*** Opening MATERIAL PROVIDED ***
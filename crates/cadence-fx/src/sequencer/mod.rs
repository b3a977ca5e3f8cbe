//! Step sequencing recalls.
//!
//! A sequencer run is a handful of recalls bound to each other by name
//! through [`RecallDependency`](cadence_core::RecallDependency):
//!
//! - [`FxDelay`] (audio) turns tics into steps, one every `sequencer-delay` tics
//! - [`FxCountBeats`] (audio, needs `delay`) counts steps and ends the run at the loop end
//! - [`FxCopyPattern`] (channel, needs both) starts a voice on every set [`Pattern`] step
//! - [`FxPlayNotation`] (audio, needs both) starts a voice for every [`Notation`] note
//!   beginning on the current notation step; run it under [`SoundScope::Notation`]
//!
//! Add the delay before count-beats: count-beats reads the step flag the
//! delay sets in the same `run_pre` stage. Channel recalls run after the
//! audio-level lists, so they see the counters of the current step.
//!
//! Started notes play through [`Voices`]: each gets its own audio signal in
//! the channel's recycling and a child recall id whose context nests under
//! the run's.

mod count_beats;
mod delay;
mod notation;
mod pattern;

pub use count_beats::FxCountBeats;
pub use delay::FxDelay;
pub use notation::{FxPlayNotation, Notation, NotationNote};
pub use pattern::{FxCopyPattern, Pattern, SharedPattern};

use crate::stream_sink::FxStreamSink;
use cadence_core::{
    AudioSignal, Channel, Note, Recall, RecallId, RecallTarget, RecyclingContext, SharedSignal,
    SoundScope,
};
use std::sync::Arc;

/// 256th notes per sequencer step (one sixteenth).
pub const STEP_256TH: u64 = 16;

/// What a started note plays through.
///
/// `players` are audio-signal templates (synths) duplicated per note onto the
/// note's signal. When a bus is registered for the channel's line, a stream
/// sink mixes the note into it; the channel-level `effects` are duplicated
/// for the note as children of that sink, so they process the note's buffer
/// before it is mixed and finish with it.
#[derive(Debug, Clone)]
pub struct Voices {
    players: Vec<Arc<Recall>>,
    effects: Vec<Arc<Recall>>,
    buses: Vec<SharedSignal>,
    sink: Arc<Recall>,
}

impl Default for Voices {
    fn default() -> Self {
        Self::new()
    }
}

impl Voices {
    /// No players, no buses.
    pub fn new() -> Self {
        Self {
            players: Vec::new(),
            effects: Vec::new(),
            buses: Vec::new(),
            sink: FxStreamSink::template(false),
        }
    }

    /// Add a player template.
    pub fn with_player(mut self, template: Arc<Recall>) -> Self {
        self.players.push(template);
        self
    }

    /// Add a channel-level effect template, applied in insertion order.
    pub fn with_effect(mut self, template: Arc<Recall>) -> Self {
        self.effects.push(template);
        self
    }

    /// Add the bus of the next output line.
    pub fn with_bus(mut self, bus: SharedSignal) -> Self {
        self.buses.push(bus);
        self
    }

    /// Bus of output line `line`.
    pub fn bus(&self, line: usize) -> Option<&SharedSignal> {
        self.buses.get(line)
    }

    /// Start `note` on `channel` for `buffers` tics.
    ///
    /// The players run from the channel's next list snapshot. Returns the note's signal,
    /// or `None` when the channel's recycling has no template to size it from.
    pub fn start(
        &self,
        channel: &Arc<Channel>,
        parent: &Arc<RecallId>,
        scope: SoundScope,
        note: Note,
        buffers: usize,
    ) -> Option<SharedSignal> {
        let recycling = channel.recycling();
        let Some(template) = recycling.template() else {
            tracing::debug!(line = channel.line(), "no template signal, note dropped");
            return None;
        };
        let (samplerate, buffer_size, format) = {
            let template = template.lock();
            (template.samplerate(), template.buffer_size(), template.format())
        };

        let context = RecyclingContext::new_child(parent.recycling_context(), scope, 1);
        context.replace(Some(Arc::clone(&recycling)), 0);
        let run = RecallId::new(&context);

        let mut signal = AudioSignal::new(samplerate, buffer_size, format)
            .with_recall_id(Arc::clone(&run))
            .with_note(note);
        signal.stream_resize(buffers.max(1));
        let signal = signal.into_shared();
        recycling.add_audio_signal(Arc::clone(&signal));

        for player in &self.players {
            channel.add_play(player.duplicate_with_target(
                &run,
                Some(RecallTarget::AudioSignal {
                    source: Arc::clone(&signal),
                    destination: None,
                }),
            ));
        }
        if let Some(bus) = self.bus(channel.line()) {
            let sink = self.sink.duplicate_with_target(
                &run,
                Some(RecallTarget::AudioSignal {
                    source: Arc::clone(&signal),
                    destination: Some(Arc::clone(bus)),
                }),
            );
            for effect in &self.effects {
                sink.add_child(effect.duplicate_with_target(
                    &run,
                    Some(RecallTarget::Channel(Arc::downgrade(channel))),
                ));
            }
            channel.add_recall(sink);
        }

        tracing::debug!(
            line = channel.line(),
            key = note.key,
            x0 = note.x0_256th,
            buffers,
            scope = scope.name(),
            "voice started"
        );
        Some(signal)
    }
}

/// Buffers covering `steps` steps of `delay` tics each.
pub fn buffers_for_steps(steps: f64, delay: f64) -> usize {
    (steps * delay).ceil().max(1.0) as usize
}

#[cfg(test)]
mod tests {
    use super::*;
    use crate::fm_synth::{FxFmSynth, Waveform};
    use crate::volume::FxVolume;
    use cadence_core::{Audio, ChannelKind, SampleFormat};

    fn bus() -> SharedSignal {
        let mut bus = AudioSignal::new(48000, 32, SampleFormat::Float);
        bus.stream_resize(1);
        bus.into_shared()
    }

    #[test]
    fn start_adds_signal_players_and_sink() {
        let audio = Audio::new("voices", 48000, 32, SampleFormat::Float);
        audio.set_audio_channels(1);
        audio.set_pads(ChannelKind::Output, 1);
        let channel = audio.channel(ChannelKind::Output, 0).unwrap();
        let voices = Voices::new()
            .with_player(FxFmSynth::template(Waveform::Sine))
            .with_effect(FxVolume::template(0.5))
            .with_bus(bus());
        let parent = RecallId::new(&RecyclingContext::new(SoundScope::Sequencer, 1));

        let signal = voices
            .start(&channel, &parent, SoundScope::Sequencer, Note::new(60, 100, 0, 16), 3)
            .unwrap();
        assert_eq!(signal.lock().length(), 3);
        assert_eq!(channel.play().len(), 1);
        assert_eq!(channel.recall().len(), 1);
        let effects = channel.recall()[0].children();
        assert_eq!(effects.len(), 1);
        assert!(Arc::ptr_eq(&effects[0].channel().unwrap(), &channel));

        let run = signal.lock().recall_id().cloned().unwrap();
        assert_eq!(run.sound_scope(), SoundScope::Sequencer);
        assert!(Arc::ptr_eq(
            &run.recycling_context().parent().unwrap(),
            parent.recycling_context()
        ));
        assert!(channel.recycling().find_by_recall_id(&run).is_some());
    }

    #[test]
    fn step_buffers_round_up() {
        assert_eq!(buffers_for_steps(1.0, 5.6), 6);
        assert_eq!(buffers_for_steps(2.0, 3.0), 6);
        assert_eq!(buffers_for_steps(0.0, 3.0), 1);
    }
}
*** Closing MATERIAL PROVIDED ***
Each record above must be restated in full, word for word.

filename crates/cadence-fx/src/sequencer/mod.rs
repository b3a977ca5e3f8cbe
//! Step sequencing recalls.
//!
//! A sequencer run is a handful of recalls bound to each other by name
//! through [`RecallDependency`](cadence_core::RecallDependency):
//!
//! - [`FxDelay`] (audio) turns tics into steps, one every `sequencer-delay` tics
//! - [`FxCountBeats`] (audio, needs `delay`) counts steps and ends the run at the loop end
//! - [`FxCopyPattern`] (channel, needs both) starts a voice on every set [`Pattern`] step
//! - [`FxPlayNotation`] (audio, needs both) starts a voice for every [`Notation`] note
//!   beginning on the current notation step; run it under [`SoundScope::Notation`]
//!
//! Add the delay before count-beats: count-beats reads the step flag the
//! delay sets in the same `run_pre` stage. Channel recalls run after the
//! audio-level lists, so they see the counters of the current step.
//!
//! Started notes play through [`Voices`]: each gets its own audio signal in
//! the channel's recycling and a child recall id whose context nests under
//! the run's.

mod count_beats;
mod delay;
mod notation;
mod pattern;

pub use count_beats::FxCountBeats;
pub use delay::FxDelay;
pub use notation::{FxPlayNotation, Notation, NotationNote};
pub use pattern::{FxCopyPattern, Pattern, SharedPattern};

use crate::stream_sink::FxStreamSink;
use cadence_core::{
    AudioSignal, Channel, Note, Recall, RecallId, RecallTarget, RecyclingContext, SharedSignal,
    SoundScope,
};
use std::sync::Arc;

/// 256th notes per sequencer step (one sixteenth).
pub const STEP_256TH: u64 = 16;

/// What a started note plays through.
///
/// `players` are audio-signal templates (synths) duplicated per note onto the
/// note's signal. When a bus is registered for the channel's line, a stream
/// sink mixes the note into it; the channel-level `effects` are duplicated
/// for the note as children of that sink, so they process the note's buffer
/// before it is mixed and finish with it.
#[derive(Debug, Clone)]
pub struct Voices {
    players: Vec<Arc<Recall>>,
    effects: Vec<Arc<Recall>>,
    buses: Vec<SharedSignal>,
    sink: Arc<Recall>,
}

impl Default for Voices {
    fn default() -> Self {
        Self::new()
    }
}

impl Voices {
    /// No players, no buses.
    pub fn new() -> Self {
        Self {
            players: Vec::new(),
            effects: Vec::new(),
            buses: Vec::new(),
            sink: FxStreamSink::template(false),
        }
    }

    /// Add a player template.
    pub fn with_player(mut self, template: Arc<Recall>) -> Self {
        self.players.push(template);
        self
    }

    /// Add a channel-level effect template, applied in insertion order.
    pub fn with_effect(mut self, template: Arc<Recall>) -> Self {
        self.effects.push(template);
        self
    }

    /// Add the bus of the next output line.
    pub fn with_bus(mut self, bus: SharedSignal) -> Self {
        self.buses.push(bus);
        self
    }

    /// Bus of output line `line`.
    pub fn bus(&self, line: usize) -> Option<&SharedSignal> {
        self.buses.get(line)
    }

    /// Start `note` on `channel` for `buffers` tics.
    ///
    /// The players run from the channel's next list snapshot. Returns the note's signal,
    /// or `None` when the channel's recycling has no template to size it from.
    pub fn start(
        &self,
        channel: &Arc<Channel>,
        parent: &Arc<RecallId>,
        scope: SoundScope,
        note: Note,
        buffers: usize,
    ) -> Option<SharedSignal> {
        let recycling = channel.recycling();
        let Some(template) = recycling.template() else {
            tracing::debug!(line = channel.line(), "no template signal, note dropped");
            return None;
        };
        let (samplerate, buffer_size, format) = {
            let template = template.lock();
            (template.samplerate(), template.buffer_size(), template.format())
        };

        let context = RecyclingContext::new_child(parent.recycling_context(), scope, 1);
        context.replace(Some(Arc::clone(&recycling)), 0);
        let run = RecallId::new(&context);

        let mut signal = AudioSignal::new(samplerate, buffer_size, format)
            .with_recall_id(Arc::clone(&run))
            .with_note(note);
        signal.stream_resize(buffers.max(1));
        let signal = signal.into_shared();
        recycling.add_audio_signal(Arc::clone(&signal));

        for player in &self.players {
            channel.add_play(player.duplicate_with_target(
                &run,
                Some(RecallTarget::AudioSignal {
                    source: Arc::clone(&signal),
                    destination: None,
                }),
            ));
        }
        if let Some(bus) = self.bus(channel.line()) {
            let sink = self.sink.duplicate_with_target(
                &run,
                Some(RecallTarget::AudioSignal {
                    source: Arc::clone(&signal),
                    destination: Some(Arc::clone(bus)),
                }),
            );
            for effect in &self.effects {
                sink.add_child(effect.duplicate_with_target(
                    &run,
                    Some(RecallTarget::Channel(Arc::downgrade(channel))),
                ));
            }
            channel.add_recall(sink);
        }

        tracing::debug!(
            line = channel.line(),
            key = note.key,
            x0 = note.x0_256th,
            buffers,
            scope = scope.name(),
            "voice started"
        );
        Some(signal)
    }
}

/// Buffers covering `steps` steps of `delay` tics each.
pub fn buffers_for_steps(steps: f64, delay: f64) -> usize {
    (steps * delay).ceil().max(1.0) as usize
}

#[cfg(test)]
mod tests {
    use super::*;
    use crate::fm_synth::{FxFmSynth, Waveform};
    use crate::volume::FxVolume;
    use cadence_core::{Audio, ChannelKind, SampleFormat};

    fn bus() -> SharedSignal {
        let mut bus = AudioSignal::new(48000, 32, SampleFormat::Float);
        bus.stream_resize(1);
        bus.into_shared()
    }

    #[test]
    fn start_adds_signal_players_and_sink() {
        let audio = Audio::new("voices", 48000, 32, SampleFormat::Float);
        audio.set_audio_channels(1);
        audio.set_pads(ChannelKind::Output, 1);
        let channel = audio.channel(ChannelKind::Output, 0).unwrap();
        let voices = Voices::new()
            .with_player(FxFmSynth::template(Waveform::Sine))
            .with_effect(FxVolume::template(0.5))
            .with_bus(bus());
        let parent = RecallId::new(&RecyclingContext::new(SoundScope::Sequencer, 1));

        let signal = voices
            .start(&channel, &parent, SoundScope::Sequencer, Note::new(60, 100, 0, 16), 3)
            .unwrap();
        assert_eq!(signal.lock().length(), 3);
        assert_eq!(channel.play().len(), 1);
        assert_eq!(channel.recall().len(), 1);
        let effects = channel.recall()[0].children();
        assert_eq!(effects.len(), 1);
        assert!(Arc::ptr_eq(&effects[0].channel().unwrap(), &channel));

        let run = signal.lock().recall_id().cloned().unwrap();
        assert_eq!(run.sound_scope(), SoundScope::Sequencer);
        assert!(Arc::ptr_eq(
            &run.recycling_context().parent().unwrap(),
            parent.recycling_context()
        ));
        assert!(channel.recycling().find_by_recall_id(&run).is_some());
    }

    #[test]
    fn step_buffers_round_up() {
        assert_eq!(buffers_for_steps(1.0, 5.6), 6);
        assert_eq!(buffers_for_steps(2.0, 3.0), 6);
        assert_eq!(buffers_for_steps(0.0, 3.0), 1);
    }
}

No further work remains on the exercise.